Collected data entries:
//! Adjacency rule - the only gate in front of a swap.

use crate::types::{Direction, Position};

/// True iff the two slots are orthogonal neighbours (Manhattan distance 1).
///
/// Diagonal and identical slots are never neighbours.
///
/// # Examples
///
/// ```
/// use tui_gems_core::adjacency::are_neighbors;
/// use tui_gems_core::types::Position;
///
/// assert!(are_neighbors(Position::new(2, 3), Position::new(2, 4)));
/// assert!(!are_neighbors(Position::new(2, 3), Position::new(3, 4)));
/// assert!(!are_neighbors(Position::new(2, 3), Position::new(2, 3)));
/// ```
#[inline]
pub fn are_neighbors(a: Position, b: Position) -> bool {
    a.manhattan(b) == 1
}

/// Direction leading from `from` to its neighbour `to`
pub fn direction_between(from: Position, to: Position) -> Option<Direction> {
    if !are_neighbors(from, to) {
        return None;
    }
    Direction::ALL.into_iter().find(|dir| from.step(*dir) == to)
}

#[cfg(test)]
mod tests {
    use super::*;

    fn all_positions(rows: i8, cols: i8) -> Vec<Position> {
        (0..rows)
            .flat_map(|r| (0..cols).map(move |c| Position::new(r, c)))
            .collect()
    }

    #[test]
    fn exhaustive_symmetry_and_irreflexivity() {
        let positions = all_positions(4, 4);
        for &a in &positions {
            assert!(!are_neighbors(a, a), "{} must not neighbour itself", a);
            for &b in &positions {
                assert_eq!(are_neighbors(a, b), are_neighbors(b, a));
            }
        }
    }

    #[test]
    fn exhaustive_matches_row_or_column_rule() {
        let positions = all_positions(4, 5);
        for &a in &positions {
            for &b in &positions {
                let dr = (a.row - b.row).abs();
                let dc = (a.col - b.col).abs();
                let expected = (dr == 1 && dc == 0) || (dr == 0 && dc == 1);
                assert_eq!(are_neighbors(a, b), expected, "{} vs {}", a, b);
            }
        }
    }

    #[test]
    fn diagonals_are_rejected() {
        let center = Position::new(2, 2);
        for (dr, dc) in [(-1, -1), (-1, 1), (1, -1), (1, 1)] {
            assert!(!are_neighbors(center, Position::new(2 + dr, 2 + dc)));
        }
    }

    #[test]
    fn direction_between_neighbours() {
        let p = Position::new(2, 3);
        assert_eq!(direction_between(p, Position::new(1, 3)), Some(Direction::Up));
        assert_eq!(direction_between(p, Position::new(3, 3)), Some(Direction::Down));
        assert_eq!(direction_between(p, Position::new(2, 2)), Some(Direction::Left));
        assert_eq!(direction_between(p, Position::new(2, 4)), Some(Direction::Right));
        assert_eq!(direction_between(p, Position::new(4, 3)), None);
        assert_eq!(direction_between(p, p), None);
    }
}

...

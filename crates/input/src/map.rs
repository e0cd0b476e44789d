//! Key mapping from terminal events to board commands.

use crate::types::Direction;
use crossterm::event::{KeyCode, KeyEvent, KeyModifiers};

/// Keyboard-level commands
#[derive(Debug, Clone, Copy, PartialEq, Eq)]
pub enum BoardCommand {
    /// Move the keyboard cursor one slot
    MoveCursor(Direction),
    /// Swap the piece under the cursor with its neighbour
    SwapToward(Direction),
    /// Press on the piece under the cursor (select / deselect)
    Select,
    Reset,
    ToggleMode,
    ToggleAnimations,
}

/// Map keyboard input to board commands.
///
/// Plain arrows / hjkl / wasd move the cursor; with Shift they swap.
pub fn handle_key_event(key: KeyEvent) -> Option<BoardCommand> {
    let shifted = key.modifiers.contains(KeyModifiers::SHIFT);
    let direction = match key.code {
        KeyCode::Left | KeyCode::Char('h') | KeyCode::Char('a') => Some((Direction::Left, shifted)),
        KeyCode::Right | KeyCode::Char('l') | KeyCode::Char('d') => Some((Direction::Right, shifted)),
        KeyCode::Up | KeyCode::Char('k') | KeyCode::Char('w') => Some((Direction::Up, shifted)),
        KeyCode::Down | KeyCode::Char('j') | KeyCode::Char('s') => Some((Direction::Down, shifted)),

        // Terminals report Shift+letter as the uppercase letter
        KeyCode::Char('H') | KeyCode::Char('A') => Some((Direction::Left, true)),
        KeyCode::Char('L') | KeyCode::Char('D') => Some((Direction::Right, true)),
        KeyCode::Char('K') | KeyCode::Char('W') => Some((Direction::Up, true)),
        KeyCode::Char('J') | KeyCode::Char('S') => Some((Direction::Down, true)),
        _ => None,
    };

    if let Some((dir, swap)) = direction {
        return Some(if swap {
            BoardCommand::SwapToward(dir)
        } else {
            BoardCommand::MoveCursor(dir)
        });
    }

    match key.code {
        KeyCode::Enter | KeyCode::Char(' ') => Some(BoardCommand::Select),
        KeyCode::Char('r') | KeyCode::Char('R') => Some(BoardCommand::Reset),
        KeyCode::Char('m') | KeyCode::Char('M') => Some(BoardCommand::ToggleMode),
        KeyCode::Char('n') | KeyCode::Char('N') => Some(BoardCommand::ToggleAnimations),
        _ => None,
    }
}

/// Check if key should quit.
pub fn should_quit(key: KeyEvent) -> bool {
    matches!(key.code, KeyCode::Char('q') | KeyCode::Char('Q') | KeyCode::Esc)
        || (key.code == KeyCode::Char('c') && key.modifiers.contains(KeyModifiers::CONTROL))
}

WORK ORDER: The lines above from the one with "front of a swap." through the one with "Direction leading from" are to be duplicated exactly, ends included, with nothing added.

EXERCISE OUTPUT:
//! Adjacency rule - the only gate in front of a swap.

use crate::types::{Direction, Position};

/// True iff the two slots are orthogonal neighbours (Manhattan distance 1).
///
/// Diagonal and identical slots are never neighbours.
///
/// # Examples
///
/// ```
/// use tui_gems_core::adjacency::are_neighbors;
/// use tui_gems_core::types::Position;
///
/// assert!(are_neighbors(Position::new(2, 3), Position::new(2, 4)));
/// assert!(!are_neighbors(Position::new(2, 3), Position::new(3, 4)));
/// assert!(!are_neighbors(Position::new(2, 3), Position::new(2, 3)));
/// ```
#[inline]
pub fn are_neighbors(a: Position, b: Position) -> bool {
    a.manhattan(b) == 1
}

/// Direction leading from `from` to its neighbour `to`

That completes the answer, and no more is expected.